→ **Task input**:
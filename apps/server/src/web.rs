use std::net::SocketAddr;
use std::sync::Arc;

use anyhow::{Context, Result};
use axum::{
    extract::{rejection::JsonRejection, FromRequest, State},
    http::StatusCode,
    response::{IntoResponse, Response},
    routing::{get, post, put},
    Router,
};
use serde::{Deserialize, Serialize};
use tower_http::compression::CompressionLayer;
use tower_http::trace::TraceLayer;
use tracing::{error, info, warn};

use compost_control::{
    ControlParameters, ControlService, DeviceService, ErrorKind, NewSample, Rotation,
    TelemetryService,
};

// Shared state between the HTTP handlers
#[derive(Clone)]
pub struct WebState {
    pub telemetry: Arc<TelemetryService>,
    pub control: Arc<ControlService>,
    pub device: Arc<DeviceService>,
}

/// `{status, data, message}` wrapper used by every endpoint.
#[derive(Serialize)]
pub struct Envelope<T> {
    pub status: u16,
    pub data: Option<T>,
    pub message: String,
}

fn respond<T: Serialize>(status: StatusCode, data: Option<T>, message: &str) -> Response {
    let body = Envelope {
        status: status.as_u16(),
        data,
        message: message.to_string(),
    };
    (status, axum::Json(body)).into_response()
}

fn ok<T: Serialize>(data: T, message: &str) -> Response {
    respond(StatusCode::OK, Some(data), message)
}

pub enum ApiError {
    Control(compost_control::Error),
    /// The request body could not be read as the expected JSON.
    Body(JsonRejection),
}

impl From<compost_control::Error> for ApiError {
    fn from(err: compost_control::Error) -> Self {
        ApiError::Control(err)
    }
}

impl From<JsonRejection> for ApiError {
    fn from(rejection: JsonRejection) -> Self {
        ApiError::Body(rejection)
    }
}

impl IntoResponse for ApiError {
    fn into_response(self) -> Response {
        match self {
            ApiError::Control(err) => {
                let status = match err.kind() {
                    ErrorKind::Configuration | ErrorKind::BusinessRule => StatusCode::BAD_REQUEST,
                    ErrorKind::Storage | ErrorKind::Transport => {
                        StatusCode::INTERNAL_SERVER_ERROR
                    }
                };
                if status.is_server_error() {
                    error!("request failed: {err}");
                }
                respond::<()>(status, None, &err.to_string())
            }
            ApiError::Body(rejection) => {
                respond::<()>(StatusCode::BAD_REQUEST, None, &rejection.body_text())
            }
        }
    }
}

/// `axum::Json` whose rejection is answered inside the envelope.
#[derive(FromRequest)]
#[from_request(via(axum::Json), rejection(ApiError))]
pub struct Json<T>(pub T);

type ApiResult = std::result::Result<Response, ApiError>;

#[derive(Deserialize)]
pub struct RotationRequest {
    #[serde(default)]
    log: Option<String>,
}

#[derive(Deserialize)]
#[serde(untagged)]
pub enum TemperatureRequest {
    Phases {
        mesophilic_temp: f64,
        thermophilic_temp: f64,
    },
    Breakpoints(ControlParameters),
}

#[derive(Deserialize)]
pub struct MoistureRequest {
    moist_min: f64,
    moist_max: f64,
}

#[derive(Deserialize)]
#[serde(rename_all = "camelCase")]
pub struct FuzzyRequest {
    current_temperature: f64,
    target_temperature: f64,
}

#[derive(Serialize)]
pub struct Days {
    days: i64,
}

pub fn router(state: WebState) -> Router {
    Router::new()
        .route("/data/realtime", get(get_realtime).post(post_realtime))
        .route("/data/records", get(get_records).post(post_records))
        .route("/control", get(get_control))
        .route("/control/temperature", put(put_control_temperature))
        .route("/control/moisture", put(put_control_moisture))
        .route("/state", get(get_state))
        .route("/state/days", get(get_days))
        .route("/state/activate", put(activate_device))
        .route("/state/deactivate", put(deactivate_device))
        .route("/fuzzy", post(calculate_fuzzy).get(get_fuzzy))
        .layer(CompressionLayer::new())
        .layer(TraceLayer::new_for_http())
        .with_state(state)
}

pub async fn create_web_server(state: WebState, bind: SocketAddr) -> Result<()> {
    let listener = tokio::net::TcpListener::bind(bind)
        .await
        .with_context(|| format!("Failed to bind {bind}"))?;
    info!("Starting web server on http://{bind}");
    axum::serve(listener, router(state)).await?;
    Ok(())
}

async fn get_realtime(State(state): State<WebState>) -> ApiResult {
    let latest = state.telemetry.latest().await?;
    Ok(ok(latest.into_iter().collect::<Vec<_>>(), "Latest data retrieved"))
}

async fn post_realtime(State(state): State<WebState>, Json(sample): Json<NewSample>) -> ApiResult {
    let ingested = state.telemetry.ingest(sample).await?;
    match &ingested.rotation {
        Rotation::Archived { record, .. } => {
            info!(record = record.id, "buffer rotated during ingest")
        }
        Rotation::Deferred { reason } => {
            warn!(id = ingested.sample.id, "rotation deferred: {reason}")
        }
        Rotation::NotEnoughData { .. } => {}
    }
    // The notice task runs on its own; dropping the handle detaches it.
    Ok(ok(ingested.sample, "Data inserted"))
}

async fn post_records(
    State(state): State<WebState>,
    Json(request): Json<RotationRequest>,
) -> ApiResult {
    if request.log.as_deref() != Some("MCU") {
        return Ok(respond::<()>(StatusCode::BAD_REQUEST, None, "Log false"));
    }
    match state.telemetry.rotate().await? {
        Rotation::Archived { record, .. } => Ok(ok(record, "Data inserted")),
        Rotation::NotEnoughData { .. } => {
            Ok(respond::<()>(StatusCode::OK, None, "Not enough data"))
        }
        Rotation::Deferred { reason } => {
            Ok(respond::<()>(StatusCode::INTERNAL_SERVER_ERROR, None, &reason))
        }
    }
}

async fn get_records(State(state): State<WebState>) -> ApiResult {
    Ok(ok(state.telemetry.records().await?, "Data retrieved"))
}

async fn get_control(State(state): State<WebState>) -> ApiResult {
    Ok(ok(state.control.settings().await?, "Control settings retrieved"))
}

async fn put_control_temperature(
    State(state): State<WebState>,
    Json(request): Json<TemperatureRequest>,
) -> ApiResult {
    let settings = match request {
        TemperatureRequest::Phases {
            mesophilic_temp,
            thermophilic_temp,
        } => {
            state
                .control
                .set_phase_temperatures(mesophilic_temp, thermophilic_temp)
                .await?
        }
        TemperatureRequest::Breakpoints(params) => state.control.set_parameters(params).await?,
    };
    Ok(ok(settings, "Setting updated"))
}

async fn put_control_moisture(
    State(state): State<WebState>,
    Json(request): Json<MoistureRequest>,
) -> ApiResult {
    let settings = state
        .control
        .set_moisture(request.moist_min, request.moist_max)
        .await?;
    Ok(ok(settings, "Setting updated"))
}

async fn get_state(State(state): State<WebState>) -> ApiResult {
    Ok(ok(state.device.state().await?, "State retrieved"))
}

async fn get_days(State(state): State<WebState>) -> ApiResult {
    let days = state.device.days_elapsed().await?;
    Ok(ok(Days { days }, "Elapsed days counted"))
}

async fn activate_device(State(state): State<WebState>) -> ApiResult {
    Ok(ok(state.device.activate().await?, "State updated"))
}

async fn deactivate_device(State(state): State<WebState>) -> ApiResult {
    Ok(ok(state.device.deactivate().await?, "State updated"))
}

async fn calculate_fuzzy(
    State(state): State<WebState>,
    Json(request): Json<FuzzyRequest>,
) -> ApiResult {
    let actuator = state
        .control
        .regulate(request.current_temperature, request.target_temperature)
        .await?;
    Ok(ok(actuator, "Fuzzy output calculated"))
}

async fn get_fuzzy(State(state): State<WebState>) -> ApiResult {
    Ok(ok(state.control.actuator().await?, "PWM value retrieved"))
}
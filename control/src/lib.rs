//! Fuzzy temperature control and telemetry lifecycle for a single
//! composting unit.
//!
//! The engine turns (current, target) temperatures into heater and exhaust
//! duty cycles; the telemetry side buffers samples, rotates them into
//! archived aggregates and sends a one-time maturation notice.

pub mod controller;
pub mod device;
pub mod error;
pub mod inference;
pub mod ingest;
pub mod membership;
pub mod notify;
pub mod params;
pub mod rotation;
pub mod rules;
pub mod store;
pub mod telemetry;

pub use controller::{ActuatorState, ControlService, Controller, TiePolicy};
pub use device::{DeviceService, DeviceState, DeviceStatus};
pub use error::{Error, ErrorKind, Result};
pub use inference::{Engine, FuzzyOutput};
pub use ingest::{Ingested, TelemetryService};
pub use notify::{
    DispatchPolicy, DispatchReport, MaturationDispatcher, Notice, NoticeTransport, Recipient,
    RecipientDirectory, StaticRecipients, MATURATION_THRESHOLD,
};
pub use params::{ControlParameters, ControlSettings};
pub use rotation::{Rotation, RotationManager, ROTATION_THRESHOLD};
pub use rules::{Rule, RuleBase};
pub use store::{ControlStore, DeviceStore, MemoryStore, TelemetryStore};
pub use telemetry::{AggregateRecord, Averages, NewSample, Phase, RealtimeSample};
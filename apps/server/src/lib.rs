//! HTTP front end of the compost controller.

pub mod config;
pub mod mailer;
pub mod web;

use std::sync::Arc;

use anyhow::Result;

use compost_control::{
    ControlService, Controller, DeviceService, MaturationDispatcher, MemoryStore, RotationManager,
    StaticRecipients, TelemetryService,
};

use crate::config::Config;
use crate::mailer::LogTransport;
use crate::web::WebState;

/// Wires the services for one unit from `config`.
pub fn build_state(config: &Config) -> Result<WebState> {
    let store = Arc::new(MemoryStore::new(config.control.settings()?));

    let dispatcher = MaturationDispatcher::new(
        config.telemetry.maturation_threshold,
        Arc::new(StaticRecipients(config.recipients.clone())),
        Arc::new(LogTransport),
        config.notify.policy(),
    );
    let telemetry = Arc::new(TelemetryService::new(
        store.clone(),
        RotationManager::new(config.telemetry.rotation_threshold),
        dispatcher,
    ));

    let controller = Controller::new(config.control.rule_base()?, config.control.tie_policy);
    let control = Arc::new(ControlService::new(store.clone(), controller));
    let device = Arc::new(DeviceService::new(store, telemetry.clone()));

    Ok(WebState {
        telemetry,
        control,
        device,
    })
}

#[cfg(test)]
mod tests {
    use super::*;

    #[tokio::test]
    async fn default_config_builds() {
        let state = build_state(&Config::default()).unwrap();
        let settings = state.control.settings().await.unwrap();
        assert_eq!(settings.parameters.luke_warm[1], 35.0);
        assert!(!state.device.state().await.unwrap().is_active());
    }
}
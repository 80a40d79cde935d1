use chrono::{DateTime, Utc};
use serde::{Deserialize, Serialize};

use crate::error::{Error, Result};

/// Composting phase reported by the controller board.
#[derive(Debug, Clone, Copy, PartialEq, Eq, Hash, Serialize, Deserialize)]
#[serde(rename_all = "snake_case")]
pub enum Phase {
    Mesophilic,
    Thermophilic,
    Cooling,
    /// Older boards report this phase as `Maturasi`.
    #[serde(alias = "Maturasi")]
    Maturation,
}

/// A reading as posted by the device, before it gets an id.
#[derive(Debug, Clone, Copy, PartialEq, Serialize, Deserialize)]
pub struct NewSample {
    pub temp: f64,
    pub moist: f64,
    pub ph: f64,
    pub phase: Phase,
}

impl NewSample {
    pub fn validate(&self) -> Result<()> {
        if !(self.temp.is_finite() && self.moist.is_finite() && self.ph.is_finite()) {
            return Err(Error::InvalidParameters(format!(
                "sample fields must be finite: temp={} moist={} ph={}",
                self.temp, self.moist, self.ph
            )));
        }
        Ok(())
    }
}

/// A row of the live buffer.
#[derive(Debug, Clone, Copy, PartialEq, Serialize, Deserialize)]
pub struct RealtimeSample {
    pub id: u64,
    pub temp: f64,
    pub moist: f64,
    pub ph: f64,
    pub phase: Phase,
    pub inserted_at: DateTime<Utc>,
}

/// One archived summary of a full live buffer.
#[derive(Debug, Clone, Copy, PartialEq, Serialize, Deserialize)]
pub struct AggregateRecord {
    pub id: u64,
    pub temp: f64,
    pub moist: f64,
    pub ph: f64,
}

#[derive(Debug, Clone, Copy, PartialEq, Serialize, Deserialize)]
pub struct Averages {
    pub temp: f64,
    pub moist: f64,
    pub ph: f64,
}

impl Averages {
    /// Arithmetic means; `None` for an empty buffer.
    pub fn of(samples: &[RealtimeSample]) -> Option<Self> {
        if samples.is_empty() {
            return None;
        }
        let n = samples.len() as f64;
        let (temp, moist, ph) = samples.iter().fold((0.0, 0.0, 0.0), |(t, m, p), s| {
            (t + s.temp, m + s.moist, p + s.ph)
        });
        Some(Self {
            temp: temp / n,
            moist: moist / n,
            ph: ph / n,
        })
    }
}
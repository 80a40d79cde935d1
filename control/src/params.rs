//! Breakpoint configuration of the temperature variables.

use chrono::{DateTime, Utc};
use serde::{Deserialize, Serialize};

use crate::error::{Error, Result};
use crate::membership::{Label, Triangle};
use crate::rules::TempTerm;

/// Six ordered triples, veryCold to veryHot. The same triples shape both
/// the current-temperature and the target-stage variables.
#[derive(Debug, Clone, Copy, PartialEq, Serialize, Deserialize)]
pub struct ControlParameters {
    pub very_cold: [f64; 3],
    pub cold: [f64; 3],
    pub luke_warm: [f64; 3],
    pub warm: [f64; 3],
    pub hot: [f64; 3],
    pub very_hot: [f64; 3],
}

impl ControlParameters {
    /// Spreads six evenly spaced triangles around the two phase set-points:
    /// lukeWarm peaks at `mesophilic`, hot peaks at `thermophilic`, and each
    /// triangle reaches to its neighbours' peaks.
    pub fn from_phase_temperatures(mesophilic: f64, thermophilic: f64) -> Result<Self> {
        if !(mesophilic.is_finite() && thermophilic.is_finite() && mesophilic < thermophilic) {
            return Err(Error::InvalidParameters(format!(
                "mesophilic temperature {mesophilic} must be below thermophilic {thermophilic}"
            )));
        }
        let step = (thermophilic - mesophilic) / 2.0;
        let triple = |i: i32| {
            let peak = mesophilic + f64::from(i - 2) * step;
            [peak - step, peak, peak + step]
        };
        let params = Self {
            very_cold: triple(0),
            cold: triple(1),
            luke_warm: triple(2),
            warm: triple(3),
            hot: triple(4),
            very_hot: triple(5),
        };
        params.validate()?;
        Ok(params)
    }

    pub fn triples(&self) -> [(TempTerm, [f64; 3]); 6] {
        [
            (TempTerm::VeryCold, self.very_cold),
            (TempTerm::Cold, self.cold),
            (TempTerm::LukeWarm, self.luke_warm),
            (TempTerm::Warm, self.warm),
            (TempTerm::Hot, self.hot),
            (TempTerm::VeryHot, self.very_hot),
        ]
    }

    /// Input domain: veryCold peak to veryHot peak.
    pub fn domain(&self) -> (f64, f64) {
        (self.very_cold[1], self.very_hot[1])
    }

    /// Each triple ordered, peaks strictly ascending, neighbouring shoulders
    /// overlapping.
    pub fn validate(&self) -> Result<()> {
        let triples = self.triples();
        for (label, [a, b, c]) in triples {
            if Triangle::new(a, b, c).is_none() {
                return Err(Error::InvalidTerm {
                    label: label.to_string(),
                    a,
                    b,
                    c,
                });
            }
        }
        for pair in triples.windows(2) {
            let (lo_label, lo) = pair[0];
            let (hi_label, hi) = pair[1];
            if hi[1] <= lo[1] {
                return Err(Error::InvalidParameters(format!(
                    "{hi_label} peak {} must be above {lo_label} peak {}",
                    hi[1], lo[1]
                )));
            }
            if hi[0] > lo[2] {
                return Err(Error::InvalidParameters(format!(
                    "gap between {lo_label} and {hi_label}: {} > {}",
                    hi[0], lo[2]
                )));
            }
        }
        debug_assert_eq!(triples.len(), TempTerm::ALL.len());
        Ok(())
    }
}

impl Default for ControlParameters {
    fn default() -> Self {
        Self {
            very_cold: [5.0, 15.0, 25.0],
            cold: [15.0, 25.0, 35.0],
            luke_warm: [25.0, 35.0, 45.0],
            warm: [35.0, 45.0, 55.0],
            hot: [45.0, 55.0, 65.0],
            very_hot: [55.0, 65.0, 75.0],
        }
    }
}

/// The `control` row: breakpoints plus moisture bounds.
#[derive(Debug, Clone, Copy, PartialEq, Serialize, Deserialize)]
pub struct ControlSettings {
    #[serde(flatten)]
    pub parameters: ControlParameters,
    pub moist_min: f64,
    pub moist_max: f64,
    pub updated_at: DateTime<Utc>,
}

impl ControlSettings {
    pub fn new(parameters: ControlParameters, moist_min: f64, moist_max: f64) -> Result<Self> {
        parameters.validate()?;
        check_moisture(moist_min, moist_max)?;
        Ok(Self {
            parameters,
            moist_min,
            moist_max,
            updated_at: Utc::now(),
        })
    }
}

pub fn check_moisture(min: f64, max: f64) -> Result<()> {
    if min.is_finite() && max.is_finite() && min < max {
        Ok(())
    } else {
        Err(Error::InvalidRange {
            name: "moisture".into(),
            min,
            max,
        })
    }
}
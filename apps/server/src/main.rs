use std::net::SocketAddr;
use std::path::PathBuf;

use anyhow::Result;
use clap::Parser;
use tracing::info;
use tracing_subscriber::{layer::SubscriberExt, util::SubscriberInitExt, EnvFilter};

use compost_server::build_state;
use compost_server::config::Config;
use compost_server::web::create_web_server;

/// Compost monitoring server
#[derive(Parser, Debug)]
#[command(name = "compost-server", about = "Compost monitoring and fuzzy temperature control")]
struct Args {
    /// Path to the TOML configuration file
    #[arg(short, long, default_value = "compost.toml")]
    config: PathBuf,

    /// Overrides http.bind from the configuration
    #[arg(long)]
    bind: Option<SocketAddr>,
}

#[tokio::main]
async fn main() -> Result<()> {
    tracing_subscriber::registry()
        .with(EnvFilter::try_from_default_env().unwrap_or_else(|_| {
            EnvFilter::new("compost_server=info,compost_control=info,tower_http=info")
        }))
        .with(tracing_subscriber::fmt::layer())
        .init();

    let args = Args::parse();
    let config = Config::load(&args.config)?;
    let bind = args.bind.unwrap_or(config.http.bind);

    info!(
        config = %args.config.display(),
        recipients = config.recipients.len(),
        rotation_threshold = config.telemetry.rotation_threshold,
        "Starting compost server v{}",
        env!("CARGO_PKG_VERSION")
    );

    let state = build_state(&config)?;
    create_web_server(state, bind).await
}
//! Chooses how the engine's output pair drives the actuators and persists
//! the result.

use std::sync::Arc;

use chrono::{DateTime, Utc};
use serde::{Deserialize, Serialize};
use tokio::sync::Mutex;
use tracing::info;

use crate::error::Result;
use crate::inference::{Engine, FuzzyOutput};
use crate::params::{check_moisture, ControlParameters, ControlSettings};
use crate::rules::{Level, RuleBase, EXHAUST_TERMS, HEATER_TERMS};
use crate::store::ControlStore;

/// What to do when the pile is exactly at its target temperature.
#[derive(Debug, Clone, Copy, PartialEq, Eq, Default, Serialize, Deserialize)]
#[serde(rename_all = "snake_case")]
pub enum TiePolicy {
    /// Both actuators at the peak of their `veryLow` term.
    #[default]
    Rest,
    /// Keep the last persisted actuator state, or `Rest` if there is none.
    Hold,
}

/// Persisted actuator state, the `fuzzy` row.
#[derive(Debug, Clone, Copy, PartialEq, Serialize, Deserialize)]
pub struct ActuatorState {
    #[serde(flatten)]
    pub output: FuzzyOutput,
    pub updated_at: DateTime<Utc>,
}

#[derive(Debug, Clone)]
pub struct Controller {
    rules: RuleBase,
    tie_policy: TiePolicy,
}

impl Controller {
    pub fn new(rules: RuleBase, tie_policy: TiePolicy) -> Self {
        Self { rules, tie_policy }
    }

    pub fn tie_policy(&self) -> TiePolicy {
        self.tie_policy
    }

    /// Above target the engine's pair is read as (exhaust, heater); below
    /// target as (heater, exhaust).
    pub fn compute(
        &self,
        current: f64,
        target: f64,
        params: &ControlParameters,
        previous: Option<FuzzyOutput>,
    ) -> Result<FuzzyOutput> {
        if current == target {
            return Ok(match (self.tie_policy, previous) {
                (TiePolicy::Hold, Some(prev)) => prev,
                _ => rest_output(),
            });
        }

        let engine = Engine::new(params, self.rules.clone())?;
        let out = engine.infer(current, target);
        if current > target {
            Ok(FuzzyOutput {
                heater_pwm: out.exhaust_pwm,
                exhaust_pwm: out.heater_pwm,
            })
        } else {
            Ok(out)
        }
    }
}

impl Default for Controller {
    fn default() -> Self {
        Self::new(RuleBase::reference(), TiePolicy::default())
    }
}

fn rest_output() -> FuzzyOutput {
    FuzzyOutput {
        heater_pwm: very_low_peak(&HEATER_TERMS),
        exhaust_pwm: very_low_peak(&EXHAUST_TERMS),
    }
}

fn very_low_peak(terms: &[(Level, [f64; 3])]) -> f64 {
    terms
        .iter()
        .find(|(level, _)| *level == Level::VeryLow)
        .map(|(_, points)| points[1])
        .unwrap_or(0.0)
}

/// Control computations and settings updates against a [`ControlStore`].
/// Independent of telemetry ingest.
pub struct ControlService {
    store: Arc<dyn ControlStore>,
    controller: Controller,
    // Serialises read-compute-write of the actuator row.
    regulate_lock: Mutex<()>,
}

impl ControlService {
    pub fn new(store: Arc<dyn ControlStore>, controller: Controller) -> Self {
        Self {
            store,
            controller,
            regulate_lock: Mutex::new(()),
        }
    }

    pub async fn settings(&self) -> Result<ControlSettings> {
        self.store.settings().await
    }

    pub async fn set_parameters(&self, params: ControlParameters) -> Result<ControlSettings> {
        params.validate()?;
        let settings = self.store.update_parameters(params).await?;
        info!(?params, "temperature breakpoints updated");
        Ok(settings)
    }

    pub async fn set_phase_temperatures(
        &self,
        mesophilic: f64,
        thermophilic: f64,
    ) -> Result<ControlSettings> {
        let params = ControlParameters::from_phase_temperatures(mesophilic, thermophilic)?;
        self.set_parameters(params).await
    }

    pub async fn set_moisture(&self, min: f64, max: f64) -> Result<ControlSettings> {
        check_moisture(min, max)?;
        let settings = self.store.update_moisture(min, max).await?;
        info!(min, max, "moisture bounds updated");
        Ok(settings)
    }

    pub async fn actuator(&self) -> Result<Option<ActuatorState>> {
        self.store.actuator().await
    }

    /// Computes a new actuator state from the stored breakpoints and
    /// persists it.
    pub async fn regulate(&self, current: f64, target: f64) -> Result<ActuatorState> {
        let _guard = self.regulate_lock.lock().await;
        let settings = self.store.settings().await?;
        let previous = self.store.actuator().await?.map(|s| s.output);
        let output = self.controller.compute(current, target, &settings.parameters, previous)?;
        let state = self.store.set_actuator(output).await?;
        info!(
            current,
            target,
            heater = output.heater_pwm,
            exhaust = output.exhaust_pwm,
            "fuzzy output calculated"
        );
        Ok(state)
    }
}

→ **Problem statement**: Go through the records above, find every line with the word "between", and list those lines.

→ **Answer to the exercise**:
// Shared state between the HTTP handlers
                    "gap between {lo_label} and {hi_label}: {} > {}",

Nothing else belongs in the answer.